Una escena poco común sorprendió a residentes y visitantes en las costas de Condado, cuando una tinglar emergió del mar durante la madrugada del Sábado de Gloria. El ejemplar fue bautizado como “Gloria”, en referencia a la fecha en la que fue visto, convirtiéndose en un momento simbólico para quienes presenciaron el hecho.
La tortuga, estimada entre 10 y 12 años de edad, recorrió brevemente la orilla y dejó huellas en la arena antes de regresar al mar.
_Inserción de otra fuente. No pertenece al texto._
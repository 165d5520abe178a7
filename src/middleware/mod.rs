//! Request middleware.
//!
//! - [`auth`]: the `AuthUser` extractor, which verifies the bearer token
//!   and hands verified claims to the handler
//! - [`role`]: route-layer guards that re-check the caller's standing
//!   (admin record, HOD role) against current storage state
//!
//! # Authentication flow
//!
//! 1. Client sends `Authorization: Bearer <token>`
//! 2. [`auth::AuthUser`] verifies the signature and expiry
//! 3. Role guards re-validate the principal against storage
//! 4. The handler runs with the verified claims

pub mod auth;
pub mod role;
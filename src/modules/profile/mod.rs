pub mod controller;
pub mod router;
pub mod service;

pub use router::init_profile_router;
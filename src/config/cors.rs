use std::env;

#[derive(Clone, Debug)]
pub struct CorsConfig {
    pub allowed_origins: Vec<String>,
}

impl CorsConfig {
    pub fn from_env() -> Self {
        Self {
            allowed_origins: env::var("CORS_ALLOWED_ORIGINS")
                .map(|origins| {
                    origins
                        .split(',')
                        .map(|origin| origin.trim().to_string())
                        .filter(|origin| !origin.is_empty())
                        .collect()
                })
                .unwrap_or_else(|_| vec!["http://localhost:5173".to_string()]),
        }
    }
}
Ese rastro fue interpretado como un recordatorio natural del ciclo de vida de esta especie y de la importancia de proteger sus espacios de anidación.
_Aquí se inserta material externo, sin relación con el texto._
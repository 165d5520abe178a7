use chrono::{DateTime, Utc};
use serde::{Deserialize, Serialize};
use utoipa::ToSchema;
use validator::Validate;

/// Lecturer role. At most one HOD may exist per department.
#[derive(Debug, Clone, Copy, PartialEq, Eq, Serialize, Deserialize, ToSchema)]
#[serde(rename_all = "UPPERCASE")]
pub enum LecturerRole {
    Hod,
    Lecturer,
}

impl LecturerRole {
    /// Parses the wire value; anything other than `HOD` / `LECTURER` is
    /// rejected by the registration workflow.
    pub fn parse(value: &str) -> Option<Self> {
        match value {
            "HOD" => Some(Self::Hod),
            "LECTURER" => Some(Self::Lecturer),
            _ => None,
        }
    }

    pub fn as_str(&self) -> &'static str {
        match self {
            Self::Hod => "HOD",
            Self::Lecturer => "LECTURER",
        }
    }
}

/// A lecturer record as persisted. The `password` field holds the bcrypt
/// hash; `initial_password` is the generated plaintext kept so the admin
/// can hand it over out-of-band (it is stripped from every lecturer-facing
/// and student-facing read).
#[derive(Debug, Clone, Serialize, Deserialize, ToSchema)]
pub struct Lecturer {
    #[serde(default, skip_serializing_if = "Option::is_none")]
    pub id: Option<String>,
    pub email: String,
    pub fullname: String,
    #[serde(rename = "type")]
    pub lecturer_type: LecturerRole,
    pub department: String,
    pub title: String,
    pub designation: String,
    pub phone_number: String,
    pub initial_password: String,
    pub password: String,
    pub password_changed: bool,
    pub created_at: DateTime<Utc>,
    pub updated_at: DateTime<Utc>,
}

/// A registration candidate. `type` stays a plain string here so the
/// workflow can reject unknown roles with its own message instead of a
/// body-deserialization error.
#[derive(Debug, Clone, Deserialize, Validate, ToSchema)]
pub struct NewLecturer {
    #[validate(length(min = 1, message = "email is required"))]
    pub email: String,
    #[validate(length(min = 1, message = "fullname is required"))]
    pub fullname: String,
    #[serde(rename = "type")]
    pub lecturer_type: String,
    #[validate(length(min = 1, message = "department is required"))]
    pub department: String,
    #[serde(default)]
    pub title: String,
    #[serde(default)]
    pub designation: String,
    #[serde(default)]
    pub phone_number: String,
}

#[derive(Debug, Deserialize, Validate, ToSchema)]
pub struct RegisterLecturersRequest {
    /// Ordered batch; `None` and `[]` are both rejected as an invalid body.
    #[serde(default)]
    #[validate(nested)]
    pub lecturers: Option<Vec<NewLecturer>>,
}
La tinglar es considerada una de las tortugas marinas más grandes del mundo y también una de las más vulnerables, por lo que cada aparición en zonas urbanas costeras genera atención entre ambientalistas y la comunidad.
El avistamiento de “Gloria” fue recibido como una señal positiva dentro de los esfuerzos de conservación, destacando la necesidad de mantener limpias y protegidas las playas donde estas especies regresan a desovar.
Más allá del impacto visual del momento, el encuentro refuerza el llamado a la conciencia ambiental y al respeto por la vida marina, especialmente en temporadas sensibles para la reproducción de estas tortugas.